Améliorer la résilience d’un peuplement consiste à accroître sa capacité à limiter les impacts directs des aléas naturels (résistance) et à augmenter sa capacité à se remettre rapidement en cas de fort impact (récupération). L’objectif consiste à mettre le peuplement sur une trajectoire qui améliore sa résilience, évitant ainsi les risques d’une dégradation significative des services écosystémiques d’intérêt qu’il fournit. Il s’agit par construction d’une démarche anticipative. Lorsque cette trajectoire conduit à des modifications majeures de la structure ou des fonctions du peuplement, on parle d’adaptation par transformation. L’ensemble planifié des actions dévolues à conduire le peuplement vers l’état futur désiré, plus résilient, définit un itinéraire d’adaptation (figure 1).

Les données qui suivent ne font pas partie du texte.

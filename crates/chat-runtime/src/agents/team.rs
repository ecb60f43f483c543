//! Team agent implementation (runs members, then synthesizes)

use crate::executor::ExecutorConfig;
use chat_core::{Agent, Context, Error, Result};
use chat_llm::{CompletionRequest, LLMProvider, Message};
use async_trait::async_trait;
use std::sync::Arc;
use tracing::{debug, info};

/// A composite agent that delegates to member agents and synthesizes
///
/// The team runs each member sequentially on the same prompt (one user
/// submission is fully processed before anything else happens; there is no
/// concurrent member invocation), then issues one synthesis completion that
/// combines the member outputs under the team's own instructions.
///
/// A member failure propagates as an error; the caller decides how to
/// surface it.
///
/// # Example
///
/// ```no_run
/// use chat_runtime::{TeamAgent, ExecutorConfig};
/// use chat_core::{Agent, Context};
/// use std::sync::Arc;
///
/// # async fn example(
/// #     provider: Arc<dyn chat_llm::LLMProvider>,
/// #     search: Arc<dyn Agent>,
/// #     finance: Arc<dyn Agent>,
/// # ) -> chat_core::Result<()> {
/// let team = TeamAgent::builder(provider, "team")
///     .add_member(search)
///     .add_member(finance)
///     .config(ExecutorConfig::default())
///     .build()?;
///
/// let mut context = Context::new();
/// let response = team.process("Analyze AAPL fundamentals".to_string(), &mut context).await?;
/// # Ok(())
/// # }
/// ```
pub struct TeamAgent {
    provider: Arc<dyn LLMProvider>,
    members: Vec<Arc<dyn Agent>>,
    config: ExecutorConfig,
    name: String,
}

impl TeamAgent {
    /// Create a new builder for a team agent
    pub fn builder(provider: Arc<dyn LLMProvider>, name: impl Into<String>) -> TeamAgentBuilder {
        TeamAgentBuilder::new(provider, name)
    }

    /// Get the number of member agents
    pub fn member_count(&self) -> usize {
        self.members.len()
    }

    /// Build the synthesis prompt from the user input and member outputs
    fn synthesis_prompt(input: &str, sections: &[(String, String)]) -> String {
        let mut prompt = format!("User request: {input}\n");
        for (name, output) in sections {
            prompt.push_str(&format!("\n## Output from {name}\n{output}\n"));
        }
        prompt
    }
}

#[async_trait]
impl Agent for TeamAgent {
    async fn process(&self, input: String, context: &mut Context) -> Result<String> {
        // Run each member on the original prompt, in order
        let mut sections = Vec::with_capacity(self.members.len());
        for member in &self.members {
            debug!(member = member.name(), "Running team member");
            let output = member.process(input.clone(), context).await?;
            sections.push((member.name().to_string(), output));
        }

        // One synthesis completion combines the member outputs
        let request = CompletionRequest::builder(&self.config.model)
            .messages(vec![Message::user(Self::synthesis_prompt(
                &input, &sections,
            ))])
            .system(
                self.config
                    .system_prompt
                    .clone()
                    .unwrap_or_else(|| "Synthesize the team outputs.".to_string()),
            )
            .max_tokens(self.config.max_tokens)
            .temperature(self.config.temperature.unwrap_or(0.7))
            .build();

        let response = self
            .provider
            .complete(request)
            .await
            .map_err(|e| Error::ProcessingFailed(e.to_string()))?;

        let text = response.message.text().unwrap_or("No response").to_string();
        info!(
            members = self.members.len(),
            response_length = text.len(),
            "Team synthesis completed"
        );
        Ok(text)
    }

    fn name(&self) -> &str {
        &self.name
    }
}

/// Builder for TeamAgent
pub struct TeamAgentBuilder {
    provider: Arc<dyn LLMProvider>,
    members: Vec<Arc<dyn Agent>>,
    config: ExecutorConfig,
    name: String,
}

impl TeamAgentBuilder {
    /// Create a new builder
    pub fn new(provider: Arc<dyn LLMProvider>, name: impl Into<String>) -> Self {
        Self {
            provider,
            members: Vec::new(),
            config: ExecutorConfig::default(),
            name: name.into(),
        }
    }

    /// Add a member agent (members run in insertion order)
    pub fn add_member(mut self, member: Arc<dyn Agent>) -> Self {
        self.members.push(member);
        self
    }

    /// Set the synthesis configuration (model, instructions, token limits)
    pub fn config(mut self, config: ExecutorConfig) -> Self {
        self.config = config;
        self
    }

    /// Build the team agent
    ///
    /// # Errors
    ///
    /// Returns an error if no member agents were added.
    pub fn build(self) -> Result<TeamAgent> {
        if self.members.is_empty() {
            return Err(Error::InitializationFailed(
                "No member agents added".to_string(),
            ));
        }

        Ok(TeamAgent {
            provider: self.provider,
            members: self.members,
            config: self.config,
            name: self.name,
        })
    }
}

#[cfg(test)]
mod tests {
    use super::*;
    use chat_llm::{CompletionResponse, StopReason, TokenUsage};

    mockall::mock! {
        pub Provider {}

        #[async_trait]
        impl LLMProvider for Provider {
            async fn complete(
                &self,
                request: CompletionRequest,
            ) -> chat_llm::Result<CompletionResponse>;
            fn name(&self) -> &'static str;
        }
    }

    struct FixedAgent {
        name: &'static str,
        output: &'static str,
    }

    #[async_trait]
    impl Agent for FixedAgent {
        async fn process(&self, _input: String, _context: &mut Context) -> Result<String> {
            Ok(self.output.to_string())
        }

        fn name(&self) -> &str {
            self.name
        }
    }

    #[test]
    fn test_builder_requires_members() {
        let provider = MockProvider::new();
        let result = TeamAgent::builder(Arc::new(provider), "team").build();
        assert!(result.is_err());
    }

    #[test]
    fn test_synthesis_prompt_sections() {
        let prompt = TeamAgent::synthesis_prompt(
            "Analyze AAPL",
            &[
                ("Search Agent".to_string(), "news here".to_string()),
                ("Finance Agent".to_string(), "| A | B |".to_string()),
            ],
        );
        assert!(prompt.starts_with("User request: Analyze AAPL"));
        assert!(prompt.contains("## Output from Search Agent\nnews here"));
        assert!(prompt.contains("## Output from Finance Agent\n| A | B |"));
    }

    #[tokio::test]
    async fn test_team_runs_members_then_synthesizes() {
        let mut provider = MockProvider::new();
        provider
            .expect_complete()
            .times(1)
            .withf(|request| {
                let prompt = request.messages[0].text().unwrap_or_default();
                prompt.contains("member one output") && prompt.contains("member two output")
            })
            .returning(|_| {
                Ok(CompletionResponse {
                    message: Message::assistant("synthesized"),
                    stop_reason: StopReason::EndTurn,
                    usage: TokenUsage {
                        input_tokens: 10,
                        output_tokens: 5,
                    },
                })
            });

        let team = TeamAgent::builder(Arc::new(provider), "team")
            .add_member(Arc::new(FixedAgent {
                name: "one",
                output: "member one output",
            }))
            .add_member(Arc::new(FixedAgent {
                name: "two",
                output: "member two output",
            }))
            .config(ExecutorConfig::default())
            .build()
            .unwrap();

        let mut ctx = Context::new();
        let result = team.process("Analyze AAPL".to_string(), &mut ctx).await.unwrap();
        assert_eq!(result, "synthesized");
    }
}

Figure 1 Schéma illustrant les principes d’un itinéraire d’adaptation
L’objectif est de réduire les impacts des aléas conduisant à des peuplements ayant une structure et des fonctions jugés non satisfaisantes vis-à-vis des objectifs de gestion (système forestier 2). L’itinéraire d’adaptation permet de mettre le peuplement sur une nouvelle trajectoire menant vers une structure, une composition et des fonctions futures plus satisfaisantes (système forestier 3). Au cours de cette trajectoire, la résilience du peuplement aux aléas considérés augmente. On parle d’adaptation par transformation lorsque l’état futur désiré (système forestier 3) et l’état initial (système forestier 1) sont radicalement différents. La difficulté est que l’incertitude sur la possibilité d’atteindre l’état désiré augmente avec le temps.

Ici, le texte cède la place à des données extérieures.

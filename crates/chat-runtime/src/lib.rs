//! Agent runtime for stock-chat-rs
//!
//! Provides the pieces that turn an LLM provider plus a tool registry into
//! runnable agents:
//!
//! - [`AgentExecutor`]: the LLM → tool-call → tool-result loop
//! - [`ToolAgent`]: an agent configured with a model, instructions, and tools
//! - [`TeamAgent`]: a composite agent that runs member agents and
//!   synthesizes their outputs
//! - [`AgentRuntime`]: shared resources and agent factory methods

pub mod agents;
pub mod executor;
pub mod runtime;

pub use agents::{TeamAgent, ToolAgent};
pub use executor::{AgentExecutor, ExecutorConfig};
pub use runtime::{AgentRuntime, AgentRuntimeBuilder};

La notion de résilience a suscité un fort engouement de la communauté scientifique qui, petit à petit, a contribué à en raffiner les définitions et les métriques associées (Ingrisch et Bahn, 2018). Reste que cette notion a également suscité de fortes critiques, en particulier vis-à-vis de son caractère peu opérationnel (Keenan, 2015). D’ailleurs, ces critiques s’appliquent de manière plus générale à l’ensemble des recommandations émises par la communauté scientifique sur les pratiques de gestion à mettre en œuvre dans le cadre du changement climatique (Hagermann & Pelai, 2018). Des publications récentes ont toutefois permis de préciser des grilles d’analyse pour favoriser son utilisation dans le cadre de la gestion forestière (Fuller & Quine, 2016). Ce qu’il est important avant tout de retenir est que la résilience n’a de sens que si l’on spécifie bien les limites du système auquel on s’intéresse (structure, fonctions, échelle), les variables analysées, les métriques utilisées, les agents de perturbations considérés et les objectifs de gestion. On parle ainsi de résilience de quoi, à quoi, et pour quoi.

D’un point de vue général, les facteurs de résilience (éléments de structure, de composition ou de fonctionnement améliorant la résistance, la récupération ou les deux) sur lesquels intervenir en priorité en sylviculture sont aujourd’hui assez bien identifiés. Sans viser l’exhaustivité, on peut citer les modalités d’action suivantes : favoriser les espèces et provenances tolérantes aux sécheresses et aux fortes chaleurs (identité des espèces) ; favoriser les mélanges d’espèces (diversité des espèces) ; améliorer la diversité génétique (diversité génétique) ; appliquer des pratiques de rétention du bois mort et de très gros bois (naturalité) ; améliorer l’accès à la ressource en eau des arbres en réalisant des éclaircies dynamiques (alimentation hydrique) ; diminuer les âges ou diamètres d’exploitabilité (taille des arbres et volume des peuplements à maturité) ; diversifier les structures forestières (diversité structurale). Certaines de ces modalités peuvent être mobilisées de manière simultanée : par exemple, réduire la densité du peuplement tout en favorisant le mélange. D’autres s’avèrent relativement plus difficiles à combiner à l’échelle du peuplement comme diminuer le diamètre d’exploitabilité tout en diversifiant la structure1. Certaines modalités peuvent être envisagées à court terme (ex. éclaircies) et aider ainsi à gagner du temps jusqu'à ce que des mesures d'adaptation plus radicales soient appliquées (ex. changement d’espèces). Enfin, les modalités peuvent s’échelonner le long de l'axe temporel du développement du peuplement en tenant compte des opportunités et des savoir-faire (ex. gérer le mélange au stade régénération, réduire la densité aux stades intermédiaires, développer les arbres habitats à maturité).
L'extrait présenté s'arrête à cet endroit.